Development rate was defined as 1/d , where d is the time
needed to complete a given stage of development. Three intervals were
separately analyzed: the time from hatching to the second molt (instars
1+2; this data only available for Öland and Stockholm), the time from
the second molt to the third molt (instar 3), and the time from the
third molt to pupation (instar 4). For each of these analyses a
three-way Anova was used, with treatment, sex and population as
explanatory variables. In one of the six treatments (larvae that had
been switched from long to short days in the third instar), development
rate in the fourth instar in particular was strongly bimodal according
to diapause decision (Fig. S1). For this reason, this treatment was
split by diapause decision, giving seven treatment levels instead of
six, when analyzing fourth-instar development rate.
Finally, weight was analyzed as a repeated measurement, using a mixed
linear model with individual treated as a random effect. Developmental
stage (third instar/fourth instar/pupa), treatment (six levels), sex and
population were used as fixed effects, hence testing for differences in
weights between treatments at different points in development. Because
larvae grow more or less exponentially in size, weights were
log-transformed in order to scale values across the time axis.

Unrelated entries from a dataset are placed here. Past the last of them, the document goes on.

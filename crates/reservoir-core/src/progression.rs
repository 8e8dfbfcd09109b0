//! Experience and leveling.
//!
//! Experience accumulates toward the current level's requirement. Each
//! time the requirement is met it is subtracted and the level rises, until
//! level 10. At level 10 further experience keeps accumulating but never
//! converts into another level.

use reservoir_types::{CharacterState, MAX_LEVEL};
use tracing::info;

use crate::curves::required_experience;
use crate::error::EconomyError;

/// Add experience to a character, applying every level-up it unlocks.
///
/// Returns the number of levels gained.
///
/// # Errors
///
/// Returns [`EconomyError::ArithmeticOverflow`] if the experience counter
/// would overflow.
pub fn add_experience(state: &mut CharacterState, amount: u64) -> Result<u32, EconomyError> {
    state.experience = state
        .experience
        .checked_add(amount)
        .ok_or_else(|| EconomyError::overflow("experience accumulation"))?;

    let mut gained: u32 = 0;
    while state.level < MAX_LEVEL {
        let required = required_experience(state.level);
        if state.experience < required {
            break;
        }
        state.experience = state
            .experience
            .checked_sub(required)
            .ok_or_else(|| EconomyError::overflow("experience carry-over"))?;
        state.level = state
            .level
            .checked_add(1)
            .ok_or_else(|| EconomyError::overflow("level increment"))?;
        gained = gained.saturating_add(1);
        info!(level = state.level, carry = state.experience, "Level up");
    }

    Ok(gained)
}

#[cfg(test)]
mod tests {
    use super::*;

    fn at_level(level: u32, experience: u64) -> CharacterState {
        CharacterState {
            level,
            experience,
            ..CharacterState::default()
        }
    }

    #[test]
    fn below_requirement_only_accumulates() {
        let mut state = at_level(1, 0);
        let gained = add_experience(&mut state, 99);
        assert_eq!(gained.ok(), Some(0));
        assert_eq!(state.level, 1);
        assert_eq!(state.experience, 99);
    }

    #[test]
    fn exact_requirement_levels_up_with_zero_carry() {
        let mut state = at_level(1, 90);
        let gained = add_experience(&mut state, 10);
        assert_eq!(gained.ok(), Some(1));
        assert_eq!(state.level, 2);
        assert_eq!(state.experience, 0);
    }

    #[test]
    fn large_award_crosses_several_levels() {
        // 100 + 250 + 500 = 850 clears levels 1..=3, leaving 50 at level 4.
        let mut state = at_level(1, 0);
        let gained = add_experience(&mut state, 900);
        assert_eq!(gained.ok(), Some(3));
        assert_eq!(state.level, 4);
        assert_eq!(state.experience, 50);
    }

    #[test]
    fn level_never_exceeds_ten() {
        let mut state = at_level(1, 0);
        let gained = add_experience(&mut state, u64::from(u32::MAX));
        assert!(gained.is_ok());
        assert_eq!(state.level, MAX_LEVEL);
    }

    #[test]
    fn excess_at_max_level_is_retained() {
        let mut state = at_level(MAX_LEVEL, 63_000);
        let gained = add_experience(&mut state, 5_000);
        assert_eq!(gained.ok(), Some(0));
        assert_eq!(state.level, MAX_LEVEL);
        assert_eq!(state.experience, 68_000);
    }

    #[test]
    fn overflowing_counter_is_an_error() {
        let mut state = at_level(MAX_LEVEL, u64::MAX);
        let result = add_experience(&mut state, 1);
        assert!(matches!(result, Err(EconomyError::ArithmeticOverflow { .. })));
    }
}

All analyses were carried out in R version 3.6.1 (R Development Core
Team, 2019). For each analysis, all fittable two- and three-way
interactions between the explanatory variables were tested, and
nonsignificant interactions were removed stepwise (in order of highest
p-value) so as not to sacrifice statistical power (Engqvist, 2005). The
significance of model terms (α=0.05) was evaluated using analysis of
variance (for continuous responses, i.e. weight and development rate) or
analysis of deviance (for binomial responses, i.e. diapause) with the
Anova function from the car package (Fox & Weisberg, 2019). The
final models are shown in Tables S1 and S2. Because larvae were shifted
between photoperiod regimes as they developed, the actual number of
unique conditions experienced was two, then four, then six, depending on
the stage of the experiment (Fig. 1). To address this, planned contrasts
were applied to the final models for development rate and weight, in
order to pool and compare larvae that had experienced the same
conditions up until a given point. At the start of the third instar, the
only contrast was long days vs short days. At the start of the fourth
instar, long vs short days were contrasted, and larvae that had switched
photoperiods in the previous instar were additionally contrasted with
their respective photoperiod of origin. At pupation all six treatments
were distinct, so all pairwise comparisons were made, using Tukey’s HSD
method to compensate for multiple testing. All contrasts were applied
using the emmeans package (Lenth, 2020), and were calculated
without controlling for population except where stated otherwise. All
treatment contrasts are summarized in Tables S3-S6.